184 The ritual of head-chopping was most graphically described by an expatriate Irishman who witnessed a triple execution in Jeddah in 1997. “Standing to the left of the first prisoner, and a little behind him, the executioner focused on his quarry . . . I watched as the sword was drawn back with the right hand. A one-handed back-swing of a golf club came to mind . . . The down-swing begins. How can he do it from that angle? . . . the blade met the neck and cut through it like . . . a heavy cleaver cutting through a melon . . . a crisp, moist smack. The head fell and rolled a little. The torso slumped neatly. I see now why they tied wrists to feet . . . the brain had no time to tell the heart to stop, and the final beat pumped a gush of blood out of the headless torso onto the plinth.”

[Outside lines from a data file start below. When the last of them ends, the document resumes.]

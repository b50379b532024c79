use axum::{
    routing::{get, post},
    Router,
};
use std::net::SocketAddr;
use std::sync::Arc;
use std::time::Duration;
use tokio::time::MissedTickBehavior;
use tower_http::trace::TraceLayer;
use crate::sync::ReconciliationEngine;

pub mod routes;

/// Server state
pub struct AppState {
    pub engine: Arc<ReconciliationEngine>,
}

pub fn router(state: Arc<AppState>) -> Router {
    Router::new()
        .route("/health", get(routes::health))
        .route("/events", post(routes::handle_event))
        .route("/sync", post(routes::synchronize))
        .layer(TraceLayer::new_for_http())
        .with_state(state)
}

/// Serve the event intake; with `sync_interval`, also reconcile on a fixed tick
pub async fn start_server(
    port: u16,
    engine: Arc<ReconciliationEngine>,
    sync_interval: Option<Duration>,
) -> anyhow::Result<()> {
    if let Some(period) = sync_interval {
        tokio::spawn(periodic_sync(engine.clone(), period));
    }

    let app = router(Arc::new(AppState { engine }));

    let addr = SocketAddr::from(([0, 0, 0, 0], port));
    tracing::info!("Starting server on {}", addr);
    println!("🌍 Listening for source events at http://{}", addr);

    let listener = tokio::net::TcpListener::bind(addr).await?;
    axum::serve(listener, app).await?;

    Ok(())
}

async fn periodic_sync(engine: Arc<ReconciliationEngine>, period: Duration) {
    let mut ticker = tokio::time::interval(period);
    ticker.set_missed_tick_behavior(MissedTickBehavior::Skip);
    loop {
        ticker.tick().await;
        let engine = engine.clone();
        match tokio::task::spawn_blocking(move || engine.synchronize_inventory()).await {
            Ok(Ok(report)) => tracing::debug!(failures = report.failures.len(), "periodic reconciliation done"),
            Ok(Err(e)) => tracing::warn!(error = %e, "periodic reconciliation failed"),
            Err(e) => tracing::error!(error = %e, "periodic reconciliation task panicked"),
        }
    }
}
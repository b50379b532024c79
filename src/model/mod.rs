//! Domain model: typed views over graph nodes

mod facades;
mod resolver;
mod workspace;

pub use facades::{Connection, Dataservice, Model, ModelSource, ObjectRef, Schema, Statement, Vdb};
pub use resolver::{DomainKind, DomainObject, DomainType, TypeRegistry, TypeResolver};
pub use workspace::{WorkspaceManager, sanitize_name};
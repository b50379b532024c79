//! Sequencing: command/document text to node subtrees

pub mod ast;
pub mod generator;
pub mod parser;
pub mod types;

pub use generator::{AttributeExtension, Diagnostic, ExtensionHandler, ExtensionRegistry, NodeGenerator};
pub use parser::{CommandParser, JsonTreeParser};
pub use types::{DataType, DataTypeName, DataTypeService, StandardTypes};

use crate::Error;
use crate::graph::{NodePath, PropertyValue};
use crate::uow::UnitOfWork;
use ast::LanguageObject;

/// What one sequencing call produced.
///
/// On a fatal error the subtree may be partially written; the caller decides whether
/// to roll the unit of work back.
#[derive(Debug, Default)]
pub struct SequenceOutcome {
    /// First node created under the target parent
    pub root: Option<NodePath>,
    pub diagnostics: Vec<Diagnostic>,
    pub error: Option<Error>,
}

impl SequenceOutcome {
    fn failed(err: Error) -> Self {
        Self {
            error: Some(err),
            ..Self::default()
        }
    }

    pub fn is_ok(&self) -> bool {
        self.error.is_none()
    }

    /// Fatal error as `Err`, otherwise the created root and diagnostics
    pub fn into_result(self) -> crate::Result<(Option<NodePath>, Vec<Diagnostic>)> {
        match self.error {
            Some(err) => Err(err),
            None => Ok((self.root, self.diagnostics)),
        }
    }
}

/// Parser, type service and extension handlers bundled for repeated use
pub struct Sequencer {
    parser: Box<dyn CommandParser>,
    types: Box<dyn DataTypeService>,
    extensions: ExtensionRegistry,
    metadata_version: String,
    max_depth: usize,
}

impl Default for Sequencer {
    fn default() -> Self {
        Self::new(Box::new(JsonTreeParser))
    }
}

impl Sequencer {
    pub fn new(parser: Box<dyn CommandParser>) -> Self {
        Self {
            parser,
            types: Box::new(StandardTypes),
            extensions: ExtensionRegistry::new(),
            metadata_version: crate::config::DEFAULT_METADATA_VERSION.to_string(),
            max_depth: NodeGenerator::DEFAULT_MAX_DEPTH,
        }
    }

    pub fn with_types(mut self, types: Box<dyn DataTypeService>) -> Self {
        self.types = types;
        self
    }

    pub fn with_extensions(mut self, extensions: ExtensionRegistry) -> Self {
        self.extensions = extensions;
        self
    }

    pub fn with_metadata_version(mut self, version: &str) -> Self {
        self.metadata_version = version.to_string();
        self
    }

    pub fn with_max_depth(mut self, max_depth: usize) -> Self {
        self.max_depth = max_depth;
        self
    }

    pub fn extensions_mut(&mut self) -> &mut ExtensionRegistry {
        &mut self.extensions
    }

    /// Parse without sequencing, e.g. to choose a parent by tree kind
    pub fn parse(&self, text: &str) -> crate::Result<LanguageObject> {
        self.parser.parse(text)
    }

    /// Parse `text` and sequence it under `parent`
    pub fn sequence(&self, uow: &mut UnitOfWork, text: &str, parent: &NodePath) -> SequenceOutcome {
        match self.parse(text) {
            Ok(tree) => self.sequence_tree(uow, &tree, parent),
            Err(err) => SequenceOutcome::failed(err),
        }
    }

    /// Sequence an already parsed tree under `parent`
    pub fn sequence_tree(&self, uow: &mut UnitOfWork, tree: &LanguageObject, parent: &NodePath) -> SequenceOutcome {
        if let Err(err) = uow.ensure_live() {
            return SequenceOutcome::failed(err);
        }
        let mut generator = NodeGenerator::new(parent.clone(), self.types.as_ref(), &self.extensions)
            .metadata_version(&self.metadata_version)
            .max_depth(self.max_depth);
        generator.visit(uow, tree);
        generator.into_outcome()
    }

    /// Sequence the text stored in a string or binary property of `input` under `output`
    pub fn sequence_property(
        &self,
        uow: &mut UnitOfWork,
        input: &NodePath,
        property: &str,
        output: &NodePath,
    ) -> SequenceOutcome {
        let stored = match uow.property(input, property) {
            Ok(Some(stored)) => stored,
            Ok(None) => {
                return SequenceOutcome::failed(Error::Sequencing(format!(
                    "{} has no property '{}'",
                    input, property
                )));
            }
            Err(err) => return SequenceOutcome::failed(err),
        };

        let text = match stored.first() {
            Some(PropertyValue::String(text)) => text.clone(),
            Some(PropertyValue::Binary(bytes)) => match String::from_utf8(bytes.clone()) {
                Ok(text) => text,
                Err(e) => {
                    return SequenceOutcome::failed(Error::Parse(format!(
                        "{}/{} is not UTF-8: {}",
                        input, property, e
                    )));
                }
            },
            _ => {
                return SequenceOutcome::failed(Error::Sequencing(format!(
                    "{}/{} holds no textual content",
                    input, property
                )));
            }
        };
        self.sequence(uow, &text, output)
    }
}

185 I later reflected on the odd fact that while my passport and credit cards and money—of obvious use to refugees—had been left in my bag, my contacts book had been among the items taken. Two days later I returned to Kila Abdulla, met the sheikh of the village and offered $100— a very large amount for anyone in that region of Baluchistan—for the return of my all-valuable journalist’s book of names and numbers. It was never produced. Had it been thrown away? Or had someone else bought it?